Friday, July 29, 2005

I'm late! I'm late! For an Aaronovitch watching date!

God how did that happen? So excited about "Cohen Watch" that I took my eye off the ball. Sorry folks. Anyway, here tis.

The words "whistling" and "dark" come inexorably to mind throughout the first half of the column. Whether or not it's appropriate to be scared of bombs, it's a very personal thing and unlikely to be helped by statistics. Nobody was ever argued out of their fear and running up reams of statistics just raises the "precisely who are you trying to convince here?" question. But this is the introductory toccata familiar to all Aaro cols.

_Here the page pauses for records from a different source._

//! Target table metadata for the star schema.
//!
//! The pipeline addresses tables through this enum rather than raw names so
//! the column order used by projection and the column order used by the
//! insert statements cannot drift apart.

/// The five warehouse tables, in no particular order. Load order is the
/// pipeline's concern, not the table's.
#[derive(Clone, Copy, Debug, PartialEq, Eq, Hash)]
pub enum TargetTable {
    Songs,
    Artists,
    Time,
    Users,
    Songplays,
}

impl TargetTable {
    pub const ALL: [TargetTable; 5] = [
        TargetTable::Songs,
        TargetTable::Artists,
        TargetTable::Time,
        TargetTable::Users,
        TargetTable::Songplays,
    ];

    pub fn table_name(&self) -> &'static str {
        match self {
            TargetTable::Songs => "songs",
            TargetTable::Artists => "artists",
            TargetTable::Time => "time",
            TargetTable::Users => "users",
            TargetTable::Songplays => "songplays",
        }
    }

    /// Column names in insert order. `songplays.songplay_id` is a SQLite
    /// rowid alias and is not listed: the store never supplies it.
    pub fn columns(&self) -> &'static [&'static str] {
        match self {
            TargetTable::Songs => &["song_id", "title", "artist_id", "year", "duration"],
            TargetTable::Artists => &["artist_id", "name", "location", "latitude", "longitude"],
            TargetTable::Time => &[
                "start_time",
                "hour",
                "day",
                "week",
                "month",
                "year",
                "weekday",
            ],
            TargetTable::Users => &["user_id", "first_name", "last_name", "gender", "level"],
            TargetTable::Songplays => &[
                "start_time",
                "user_id",
                "level",
                "song_id",
                "artist_id",
                "session_id",
                "location",
                "user_agent",
            ],
        }
    }

    /// Parameterized insert statement for this table.
    pub fn insert_sql(&self) -> String {
        let columns = self.columns();
        let placeholders: Vec<String> = (1..=columns.len()).map(|i| format!("?{}", i)).collect();
        format!(
            "INSERT INTO {} ({}) VALUES ({})",
            self.table_name(),
            columns.join(", "),
            placeholders.join(", ")
        )
    }
}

The meat of the col starts again with "The Grievance", dealt with admirably by RK last week. The Derridean absence of Iraq is absolutely palpable here; in a week when MI5, Chatham House, the Muslims, the police, the Americans and Tony Blair are all saying "have you heard? the Muslims are angry about Iraq!", Decent Dave feels obliged to pretend that they're aggrieved about, well, "stuff".

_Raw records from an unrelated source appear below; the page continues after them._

//! SQLite-backed warehouse implementation.
//!
//! One connection, one writer, held for the duration of a run and closed on
//! drop. Rows are buffered per table and written inside a transaction once
//! the buffer reaches `batch_size`; the default batch size of 1 keeps the
//! baseline semantics where every row is durable before the next begins.

use super::models::TargetTable;
use super::schema::WAREHOUSE_SCHEMA_SQL;
use super::trait_def::EventWarehouse;
use anyhow::{Context, Result};
use rusqlite::types::Value as SqlValue;
use rusqlite::{params, params_from_iter, Connection, OptionalExtension};
use serde_json::Value;
use std::collections::HashMap;
use std::path::Path;
use std::sync::Mutex;
use tracing::debug;

/// SQLite implementation of `EventWarehouse`.
pub struct SqliteWarehouse {
    conn: Mutex<Connection>,
    buffers: Mutex<HashMap<TargetTable, Vec<Vec<SqlValue>>>>,
    batch_size: usize,
}

/// Map a projected JSON value onto its SQLite storage class.
fn to_sql_value(value: &Value) -> SqlValue {
    match value {
        Value::Null => SqlValue::Null,
        Value::Bool(b) => SqlValue::Integer(*b as i64),
        Value::Number(n) => {
            if let Some(i) = n.as_i64() {
                SqlValue::Integer(i)
            } else if let Some(f) = n.as_f64() {
                SqlValue::Real(f)
            } else {
                SqlValue::Null
            }
        }
        Value::String(s) => SqlValue::Text(s.clone()),
        // Nested structures are not part of any table contract; store their
        // JSON text rather than failing mid-run.
        other => SqlValue::Text(other.to_string()),
    }
}

impl SqliteWarehouse {
    /// Open or create a warehouse database.
    pub fn open(path: &Path, batch_size: usize) -> Result<Self> {
        let conn = Connection::open(path)
            .with_context(|| format!("Failed to open warehouse database: {:?}", path))?;
        Self::with_connection(conn, batch_size)
    }

    /// Create an in-memory warehouse (for testing).
    #[cfg(test)]
    pub fn in_memory(batch_size: usize) -> Result<Self> {
        Self::with_connection(Connection::open_in_memory()?, batch_size)
    }

    fn with_connection(conn: Connection, batch_size: usize) -> Result<Self> {
        conn.execute("PRAGMA foreign_keys = ON", [])?;
        conn.execute_batch(WAREHOUSE_SCHEMA_SQL)
            .context("Failed to apply warehouse schema")?;

        Ok(Self {
            conn: Mutex::new(conn),
            buffers: Mutex::new(HashMap::new()),
            batch_size: batch_size.max(1),
        })
    }

    /// Write a batch of rows for one table inside a single transaction.
    fn write_rows(&self, table: TargetTable, rows: &[Vec<SqlValue>]) -> Result<()> {
        if rows.is_empty() {
            return Ok(());
        }
        let mut conn = self.conn.lock().unwrap();
        let tx = conn.transaction()?;
        {
            let mut stmt = tx.prepare_cached(&table.insert_sql())?;
            for row in rows {
                stmt.execute(params_from_iter(row.iter()))
                    .with_context(|| format!("Failed to insert into {}", table.table_name()))?;
            }
        }
        tx.commit()?;
        debug!("Flushed {} rows into {}", rows.len(), table.table_name());
        Ok(())
    }

    fn take_buffer(&self, table: TargetTable) -> Vec<Vec<SqlValue>> {
        let mut buffers = self.buffers.lock().unwrap();
        buffers.remove(&table).unwrap_or_default()
    }
}

impl EventWarehouse for SqliteWarehouse {
    fn insert(&self, table: TargetTable, row: &[Value]) -> Result<()> {
        anyhow::ensure!(
            row.len() == table.columns().len(),
            "Row for {} has {} values, expected {}",
            table.table_name(),
            row.len(),
            table.columns().len()
        );

        let converted: Vec<SqlValue> = row.iter().map(to_sql_value).collect();
        let full = {
            let mut buffers = self.buffers.lock().unwrap();
            let buffer = buffers.entry(table).or_default();
            buffer.push(converted);
            if buffer.len() >= self.batch_size {
                std::mem::take(buffer)
            } else {
                Vec::new()
            }
        };
        self.write_rows(table, &full)
    }

    fn flush(&self) -> Result<()> {
        for table in TargetTable::ALL {
            let rows = self.take_buffer(table);
            self.write_rows(table, &rows)?;
        }
        Ok(())
    }

    fn lookup_song(
        &self,
        title: &str,
        artist_name: &str,
        duration: f64,
    ) -> Result<Option<(String, String)>> {
        let conn = self.conn.lock().unwrap();
        let mut stmt = conn.prepare_cached(
            "SELECT s.song_id, s.artist_id
             FROM songs s
             JOIN artists a ON s.artist_id = a.artist_id
             WHERE s.title = ?1 AND a.name = ?2 AND s.duration = ?3
             LIMIT 1",
        )?;
        let result = stmt
            .query_row(params![title, artist_name, duration], |row| {
                Ok((row.get(0)?, row.get(1)?))
            })
            .optional()?;
        Ok(result)
    }

    fn lookup_song_duration(&self, title: &str, artist_name: &str) -> Result<Option<f64>> {
        let conn = self.conn.lock().unwrap();
        let mut stmt = conn.prepare_cached(
            "SELECT s.duration
             FROM songs s
             JOIN artists a ON s.artist_id = a.artist_id
             WHERE s.title = ?1 AND a.name = ?2
             LIMIT 1",
        )?;
        let result = stmt
            .query_row(params![title, artist_name], |row| row.get(0))
            .optional()?;
        Ok(result)
    }

    fn count(&self, table: TargetTable) -> Result<usize> {
        let conn = self.conn.lock().unwrap();
        let count: i64 = conn.query_row(
            &format!("SELECT COUNT(*) FROM {}", table.table_name()),
            [],
            |r| r.get(0),
        )?;
        Ok(count as usize)
    }
}

#[cfg(test)]
mod tests {
    use super::*;
    use serde_json::json;

    fn song_row(song_id: &str, title: &str, artist_id: &str, duration: f64) -> Vec<Value> {
        vec![
            json!(song_id),
            json!(title),
            json!(artist_id),
            json!(2004),
            json!(duration),
        ]
    }

    fn artist_row(artist_id: &str, name: &str) -> Vec<Value> {
        vec![
            json!(artist_id),
            json!(name),
            json!("Oakland, CA"),
            Value::Null,
            Value::Null,
        ]
    }

    #[test]
    fn test_insert_and_count() {
        let warehouse = SqliteWarehouse::in_memory(1).unwrap();

        warehouse
            .insert(TargetTable::Songs, &song_row("S1", "Song A", "AR1", 210.5))
            .unwrap();
        warehouse
            .insert(TargetTable::Artists, &artist_row("AR1", "Artist A"))
            .unwrap();

        // Batch size 1: rows are durable without an explicit flush.
        assert_eq!(warehouse.count(TargetTable::Songs).unwrap(), 1);
        assert_eq!(warehouse.count(TargetTable::Artists).unwrap(), 1);
    }

    #[test]
    fn test_batched_rows_stay_buffered_until_flush() {
        let warehouse = SqliteWarehouse::in_memory(100).unwrap();

        for i in 0..5 {
            let id = format!("S{}", i);
            warehouse
                .insert(TargetTable::Songs, &song_row(&id, "Song", "AR1", 100.0))
                .unwrap();
        }
        assert_eq!(warehouse.count(TargetTable::Songs).unwrap(), 0);

        warehouse.flush().unwrap();
        assert_eq!(warehouse.count(TargetTable::Songs).unwrap(), 5);
    }

    #[test]
    fn test_buffer_flushes_itself_at_batch_size() {
        let warehouse = SqliteWarehouse::in_memory(3).unwrap();

        for i in 0..3 {
            let id = format!("S{}", i);
            warehouse
                .insert(TargetTable::Songs, &song_row(&id, "Song", "AR1", 100.0))
                .unwrap();
        }
        assert_eq!(warehouse.count(TargetTable::Songs).unwrap(), 3);
    }

    #[test]
    fn test_lookup_song_requires_all_three_fields() {
        let warehouse = SqliteWarehouse::in_memory(1).unwrap();
        warehouse
            .insert(TargetTable::Songs, &song_row("S1", "Song A", "AR1", 210.5))
            .unwrap();
        warehouse
            .insert(TargetTable::Artists, &artist_row("AR1", "Artist A"))
            .unwrap();

        let hit = warehouse.lookup_song("Song A", "Artist A", 210.5).unwrap();
        assert_eq!(hit, Some(("S1".to_string(), "AR1".to_string())));

        assert!(warehouse
            .lookup_song("Song B", "Artist A", 210.5)
            .unwrap()
            .is_none());
        assert!(warehouse
            .lookup_song("Song A", "Artist B", 210.5)
            .unwrap()
            .is_none());
        assert!(warehouse
            .lookup_song("Song A", "Artist A", 210.6)
            .unwrap()
            .is_none());
    }

    #[test]
    fn test_lookup_song_duration_ignores_duration() {
        let warehouse = SqliteWarehouse::in_memory(1).unwrap();
        warehouse
            .insert(TargetTable::Songs, &song_row("S1", "Song A", "AR1", 210.5))
            .unwrap();
        warehouse
            .insert(TargetTable::Artists, &artist_row("AR1", "Artist A"))
            .unwrap();

        let duration = warehouse
            .lookup_song_duration("Song A", "Artist A")
            .unwrap();
        assert_eq!(duration, Some(210.5));
        assert!(warehouse
            .lookup_song_duration("Song A", "Artist B")
            .unwrap()
            .is_none());
    }

    #[test]
    fn test_null_identifiers_are_stored_as_null() {
        let warehouse = SqliteWarehouse::in_memory(1).unwrap();
        warehouse
            .insert(
                TargetTable::Songplays,
                &[
                    json!(1542241826796i64),
                    json!("26"),
                    json!("free"),
                    Value::Null,
                    Value::Null,
                    json!(583),
                    json!("San Jose-Sunnyvale-Santa Clara, CA"),
                    json!("Mozilla/5.0"),
                ],
            )
            .unwrap();

        let conn = warehouse.conn.lock().unwrap();
        let (song_id, artist_id): (Option<String>, Option<String>) = conn
            .query_row("SELECT song_id, artist_id FROM songplays", [], |r| {
                Ok((r.get(0)?, r.get(1)?))
            })
            .unwrap();
        assert!(song_id.is_none());
        assert!(artist_id.is_none());
    }

    #[test]
    fn test_wrong_arity_is_rejected() {
        let warehouse = SqliteWarehouse::in_memory(1).unwrap();
        let result = warehouse.insert(TargetTable::Songs, &[json!("S1")]);
        assert!(result.is_err());
    }
}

Also in the "dogs that don't bark" category is this sentence:

"And why do sensible journalists fail to distinguish between men like the interesting and intelligent Tariq Ramadan on the one hand, and clerical fascists such as Omar Bakri Mohammad and Abu Qatada on the other? "

Abu Who? I had to look him up. I would bet dirhams to doughnuts[1] that when this sentence was drafted, it contained a reference to Sheikh Yusuf al-Qaradawi, who is not exactly "interesting and intelligent" on the one hand, not exactly innocent of being a "clerical fascist" on the other, but who withal is not an apologist for terror or an expansionist jihadi like OBM and Qatada. I think that Decent was originally prepared to draw a distinction between pro- and anti-terror Muslim extremists but realised that it might put him on the wrong side with a few of the other Decents and stir up animosity in the Decent camp, so we are left without the benefit of Aaro's thoughts on the most controversial recent invitee to these shores. Party line, Dave, party line.

(for those of our critics who don't understand why we bother with "Aaronovitch Watch", this sort of thing is exactly why. If you're watching Melanie Philips, say, then you can be pretty sure that everything she has to say is right there on the page, and that all of it is crap. It's precisely because Aaro is a bit better than that, that he's worth "watching". In between the more reasonable and sensible bits are little asides and lacunae which pass by the ordinary paying punter, but which a trained Aaronovologist can recognise as the shimmies and shakes of an emerging party line.)

There is also a clear subtext to the assertion that, to coin a snappy phrase of one of the heroes of the Decent Left "There Is No Such Thing As (Muslim) Community". Again with the combination of part sound common sense (self-appointed "community leaders" are almost always wankers, whether they're endorsing murders in Israel or inviting you to sign a petition about planning regs) and part sneaky little pawn moves aimed at advancing an agenda. The implication here is that all those people you see on television saying "Muslims are angry about Iraq" have no real idea, so it's quite probably not true that Muslims are angry about Iraq.

But one wouldn't want to be too hard on this col. It's really not bad (god that "new era of mutual respect" I was blithering about while shellshocked is beginning! Bring on Cohen and the Three Minute Hate!). Dave's ostensible central theme is that we all, including newspaper pundits, know much less than we think and should pass a self-denying ordinance against drawing conclusions from no facts about situations about which we know fuck-all. Yeah, preach it bro. And Dave's real central theme, which I would argue is underlying almost all the Times columns, and quite possibly those Guardian cols written after the doctor's visit which prompted the fat camp article, is summed up well in the fourth paragraph from the end.

"The vulnerability, the fallibility".

Livejournal moment:
Currently listening to:

"The future's uncertain, the end is always near" - Roadhouse Blues, The Doors

"Well my friends are gone and my hair is grey; I ache in the places where I used to play" - Tower of Song, Leonard Cohen.

Gonna start making a "Sound of Aaronovitch" compilation album.




[1]Depending on the exchange rate; possibly I mean doughnuts to dirhams.

1 Comments:

Blogger The Couscous Kid said...

I still have a 100 dirham note in my wallet kicking around from last year's trip to Morocco (to visit the archaeologists at Volubilis), so if anyone can tell me how many doughnuts I can swap it for, that'd be useful.

(I've also got a 1 Libyan dinar note, from earlier in the year, which might get me another doughnut, or maybe an eclair.)